Publié le par Spacky

J’avais deux grand pères. Le grand père maternel, c’était Papy, le dentiste fils de crémier, cultivé, engagé, original, amateur de voyages et de photographie. Je l’ai perdu, il y a déjà un certain nombre d’années, trop tôt pour garder de lui de véritables souvenirs. Le Papy que je connais, je le dois aux récits familiaux et aux documents qui lui ont survécu.

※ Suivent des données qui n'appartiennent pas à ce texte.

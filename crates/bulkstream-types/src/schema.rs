//! Schema induction: derive a candidate table from a single event object.

use crate::table::{Column, Table};
use crate::value::{infer_kind, Object};

/// Build a candidate [`Table`] from one object.
///
/// Column kinds are inferred per value; the object's keys are assumed
/// already sanitized (preprocessing flattens and maps names before
/// induction). Primary keys and the partition key are attached verbatim;
/// PK columns absent from the object are declared with an `Unknown` kind
/// so the invariant that PK columns exist always holds.
pub fn induce_table(
    name: &str,
    object: &Object,
    primary_keys: &[String],
    partition_key: Option<&str>,
) -> Table {
    let mut table = Table::new(name);
    for (column, value) in object {
        table
            .columns
            .insert(column.clone(), Column::new(infer_kind(value)));
    }
    for pk in primary_keys {
        table
            .columns
            .entry(pk.clone())
            .or_insert_with(|| Column::new(crate::value::DataKind::Unknown));
    }
    table.primary_keys = primary_keys.to_vec();
    table.partition_key = partition_key.map(ToString::to_string);
    table
}
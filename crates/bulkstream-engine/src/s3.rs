//! S3 staging area for batch files.
//!
//! Batch files destined for warehouses that bulk-load from object
//! storage are uploaded here between flush and `load_table`; objects are
//! deleted best-effort once the load finishes.

use crate::error::BulkError;
use bytes::Bytes;
use object_store::aws::AmazonS3Builder;
use object_store::path::Path as ObjectPath;
use object_store::ObjectStore;
use serde::{Deserialize, Serialize};
use std::path::Path;
use std::sync::Arc;
use tracing::debug;

/// Credentials and location for the S3 staging bucket.
#[derive(Debug, Clone, PartialEq, Eq, Serialize, Deserialize)]
pub struct S3StageConfig {
    pub access_key: String,
    pub secret: String,
    pub region: String,
    pub bucket: String,
    /// Key prefix inside the bucket; empty means bucket root.
    #[serde(default)]
    pub folder: String,
    /// Custom endpoint URL for S3-compatible stores (MinIO, LocalStack).
    #[serde(default, skip_serializing_if = "Option::is_none")]
    pub endpoint: Option<String>,
}

/// Staging uploader bound to one bucket.
pub struct S3Stage {
    store: Arc<dyn ObjectStore>,
    folder: String,
}

impl S3Stage {
    pub fn new(config: &S3StageConfig) -> Result<Self, BulkError> {
        let mut builder = AmazonS3Builder::new()
            .with_region(&config.region)
            .with_bucket_name(&config.bucket)
            .with_access_key_id(&config.access_key)
            .with_secret_access_key(&config.secret);
        if let Some(endpoint) = &config.endpoint {
            builder = builder
                .with_endpoint(endpoint)
                .with_allow_http(endpoint.starts_with("http://"));
        }
        let store = builder
            .build()
            .map_err(|e| BulkError::staging("failed to set up s3 staging client", e))?;
        Ok(Self {
            store: Arc::new(store),
            folder: config.folder.clone(),
        })
    }

    /// Object key for a staged batch file name.
    pub fn object_key(&self, file_name: &str) -> String {
        if self.folder.is_empty() {
            file_name.to_string()
        } else {
            format!("{}/{}", self.folder.trim_end_matches('/'), file_name)
        }
    }

    pub async fn upload(&self, key: &str, local_path: &Path) -> Result<(), BulkError> {
        let contents = std::fs::read(local_path)
            .map_err(|e| BulkError::staging("failed to read batch file for upload", e))?;
        let size = contents.len();
        self.store
            .put(&ObjectPath::from(key), Bytes::from(contents).into())
            .await
            .map_err(|e| BulkError::staging("failed to upload batch file to s3", e))?;
        debug!(key, size, "uploaded staging object");
        Ok(())
    }

    /// Best-effort delete; callers ignore the result after a successful
    /// load and log it elsewhere on the cleanup path.
    pub async fn delete(&self, key: &str) -> Result<(), BulkError> {
        self.store
            .delete(&ObjectPath::from(key))
            .await
            .map_err(|e| BulkError::staging("failed to delete staging object", e))
    }
}
//! Typed error model for stream operations.
//!
//! Variants map one-to-one onto the engine's failure classes: row-level
//! errors (`SchemaConflict`, `Preprocess`) are recorded into stream state
//! without poisoning non-transactional streams, while `Staging` and
//! `Load` are stream-fatal and force a rollback. `State` and `Config`
//! never touch a live stream at all.

use crate::state::StreamStatus;
use bulkstream_types::TypeConflict;

/// Stream operation failure.
///
/// `Clone` is deliberate: a transactional stream stores the first fatal
/// error and returns the same error from every subsequent call.
#[derive(Debug, Clone, PartialEq, Eq, thiserror::Error)]
pub enum BulkError {
    /// Incompatible type change for a column; row-level unless the
    /// stream's schema policy escalates it.
    #[error("schema conflict: {0}")]
    SchemaConflict(#[from] TypeConflict),

    /// New column rejected by a frozen schema; row-level.
    #[error("schema is frozen, rejecting new column '{column}'")]
    SchemaFrozen { column: String },

    /// Flattening or primary-key extraction failed; row-level.
    #[error("preprocess failed: {message}")]
    Preprocess { message: String },

    /// Local or remote I/O during batch file write/flush; stream-fatal.
    #[error("staging failed: {message}")]
    Staging { message: String },

    /// Warehouse load/copy/delete failed; stream-fatal, rolls back.
    #[error("load failed: {message}")]
    Load { message: String },

    /// Operation invoked on a stream that is no longer active; returned
    /// as-is with no side effects.
    #[error("stream is not active (status: {status})")]
    State { status: StreamStatus },

    /// Missing or inconsistent stream options; raised at creation, no
    /// stream is constructed.
    #[error("invalid stream configuration: {message}")]
    Config { message: String },
}

impl BulkError {
    pub fn preprocess(message: impl Into<String>) -> Self {
        Self::Preprocess {
            message: message.into(),
        }
    }

    /// Staging error decorated with the failing step.
    pub fn staging(context: &str, err: impl std::fmt::Display) -> Self {
        Self::Staging {
            message: format!("{context}: {err}"),
        }
    }

    /// Load error decorated with the failing step; adapter errors
    /// surface verbatim in the message.
    pub fn load(context: &str, err: impl std::fmt::Display) -> Self {
        Self::Load {
            message: format!("{context}: {err}"),
        }
    }

    pub fn config(message: impl Into<String>) -> Self {
        Self::Config {
            message: message.into(),
        }
    }

    pub fn state(status: StreamStatus) -> Self {
        Self::State { status }
    }

    /// Row-level errors are recorded into state but do not terminate
    /// non-transactional streams.
    pub fn is_row_level(&self) -> bool {
        matches!(
            self,
            Self::SchemaConflict(_) | Self::SchemaFrozen { .. } | Self::Preprocess { .. }
        )
    }
}

#[cfg(test)]
mod tests {
    use super::*;
    use bulkstream_types::DataKind;

    #[test]
    fn row_level_classification() {
        assert!(BulkError::preprocess("bad object").is_row_level());
        assert!(BulkError::SchemaFrozen { column: "a".into() }.is_row_level());
        assert!(BulkError::SchemaConflict(TypeConflict {
            column: "a".into(),
            existing: DataKind::Int,
            incoming: DataKind::String,
        })
        .is_row_level());
        assert!(!BulkError::staging("flush", "disk full").is_row_level());
        assert!(!BulkError::load("copy", "timeout").is_row_level());
    }

    #[test]
    fn decorated_messages_keep_the_source() {
        let err = BulkError::load("failed to flush tmp file to the warehouse", "io timeout");
        assert_eq!(
            err.to_string(),
            "load failed: failed to flush tmp file to the warehouse: io timeout"
        );
    }
}
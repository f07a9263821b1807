//! Shared ingress core for every stream flavor: option resolution,
//! event-time tracking, preprocessing, and the post-consume /
//! post-complete bookkeeping that drives the state machine.

use crate::error::BulkError;
use crate::options::StreamOptions;
use crate::state::{StreamState, StreamStatus};
use bulkstream_types::{flatten_object, induce_table, Object, Table};
use chrono::Utc;
use serde_json::Value;
use std::time::Instant;
use tracing::info;

/// Column stamped on every object of a partition-scoped replace.
pub const PARTITION_ID_COLUMN: &str = "__partition_id";

/// Separator for multi-column primary key strings; unlikely enough that
/// concatenated values cannot alias across columns.
const PK_VALUE_SEPARATOR: &str = "_###_";

/// State and behavior common to all streams.
pub(crate) struct StreamCore {
    pub id: String,
    pub table_name: String,
    pub options: StreamOptions,
    /// Upsert semantics requested for this stream.
    pub merge: bool,
    /// Flatten nested objects during preprocessing.
    pub flatten: bool,
    pub pk_columns: Vec<String>,
    pub state: StreamState,
    /// First fatal error; transactional streams return it from every
    /// later call and the commit path observes it.
    pub last_error: Option<BulkError>,
    pub start_time: Instant,
    pub inited: bool,
}

impl StreamCore {
    pub fn new(
        id: impl Into<String>,
        table_name: impl Into<String>,
        options: StreamOptions,
        merge: bool,
        flatten: bool,
    ) -> Self {
        let pk_columns = options.primary_keys.clone();
        Self {
            id: id.into(),
            table_name: table_name.into(),
            options,
            merge,
            flatten,
            pk_columns,
            state: StreamState::new(),
            last_error: None,
            start_time: Instant::now(),
            inited: false,
        }
    }

    pub fn check_active(&self) -> Result<(), BulkError> {
        if self.state.status == StreamStatus::Active {
            Ok(())
        } else {
            Err(BulkError::state(self.state.status))
        }
    }

    /// Track first/last event time from the configured timestamp column,
    /// falling back to the wall clock.
    pub fn track_event_time(&mut self, object: &Object) {
        let event_time = self
            .options
            .timestamp_column
            .as_deref()
            .and_then(|column| object.get(column))
            .and_then(bulkstream_types::reformat_time_value)
            .unwrap_or_else(Utc::now);
        self.state.track_event_time(event_time);
    }

    /// Flatten, map column names, and induce the candidate table for one
    /// object.
    pub fn preprocess(
        &self,
        object: Object,
        column_name: &dyn Fn(&str) -> String,
    ) -> Result<(Table, Object), BulkError> {
        let flat = if self.flatten {
            flatten_object(&object).map_err(|e| BulkError::preprocess(e.to_string()))?
        } else {
            object
        };
        let mut mapped = Object::new();
        for (key, value) in flat {
            mapped.insert(column_name(&key), value);
        }
        let pk_columns: Vec<String> = self.pk_columns.iter().map(|c| column_name(c)).collect();
        let partition_key = self
            .options
            .partition_id
            .as_ref()
            .map(|_| PARTITION_ID_COLUMN);
        let table = induce_table(&self.table_name, &mapped, &pk_columns, partition_key);
        Ok((table, mapped))
    }

    /// Primary key string of one preprocessed object.
    pub fn pk_value(
        &self,
        object: &Object,
        column_name: &dyn Fn(&str) -> String,
    ) -> Result<String, BulkError> {
        if self.pk_columns.is_empty() {
            return Err(BulkError::preprocess("primary key is not set"));
        }
        let mut parts = Vec::with_capacity(self.pk_columns.len());
        let mut found = false;
        for column in &self.pk_columns {
            match object.get(&column_name(column)) {
                Some(value) => {
                    found = true;
                    parts.push(render_pk_value(value));
                }
                None => parts.push(String::new()),
            }
        }
        if !found {
            return Err(BulkError::preprocess(
                "primary key columns not found in the object",
            ));
        }
        Ok(parts.join(PK_VALUE_SEPARATOR))
    }

    /// Row accounting after one consume attempt. Returns the error back
    /// to the caller; for transactional streams it also latches as the
    /// stream's fatal error so the commit path rolls back.
    pub fn post_consume(
        &mut self,
        result: Result<(), BulkError>,
        transactional: bool,
    ) -> Result<(), BulkError> {
        let outcome = match result {
            Ok(()) => {
                self.state.successful_rows += 1;
                Ok(())
            }
            Err(err) => {
                self.state.error_row_index = Some(self.state.processed_rows);
                self.state.set_error(&err);
                if transactional {
                    self.last_error = Some(err.clone());
                }
                Err(err)
            }
        };
        self.state.processed_rows += 1;
        outcome
    }

    /// Final status transition shared by every complete path.
    pub fn post_complete(&mut self, err: Option<BulkError>) -> (StreamState, Result<(), BulkError>) {
        match err {
            Some(err) => {
                self.state.set_error(&err);
                self.state.status = StreamStatus::Failed;
                (self.state.clone(), Err(err))
            }
            None => {
                self.state.status = StreamStatus::Completed;
                let secs = self.start_time.elapsed().as_secs_f64();
                info!(
                    stream = %self.id,
                    rows = self.state.successful_rows,
                    "stream completed in {:.2}s ({:.2} events/sec)",
                    secs,
                    self.state.successful_rows as f64 / secs.max(f64::EPSILON)
                );
                (self.state.clone(), Ok(()))
            }
        }
    }
}

fn render_pk_value(value: &Value) -> String {
    match value {
        Value::String(s) => s.clone(),
        other => other.to_string(),
    }
}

Le grand père paternel, c’était Pépé. Pépé est parti au début de ce mois d’août. Comme Papy, sa souffrance a été longue avant de trouver le repos, mais à cette différence près que sa souffrance à lui, j’ai eu l’occasion de la connaître, et surtout de la fuir. Pépé était l’homme aux racines floues qui avait fondé sa famille dans le métier de restaurateur. Pépé était à peu près un inverse de Papy, il était de classe populaire et traditionnelle, religieux pratiquant et discipliné, à l’humour simple, massif, souvent gras, à l’image de sa cuisine généreuse, parfois vaniteuse mais jamais hautaine. À son fils, mon père, Pépé a légué, peut-être sans vraiment savoir comment, son métier de restaurateur. Après avoir voyagé puis travaillé pour un groupe touristique, mon père repris le restaurant de son père, contre son avis paraît-il, créant ainsi une histoire familiale.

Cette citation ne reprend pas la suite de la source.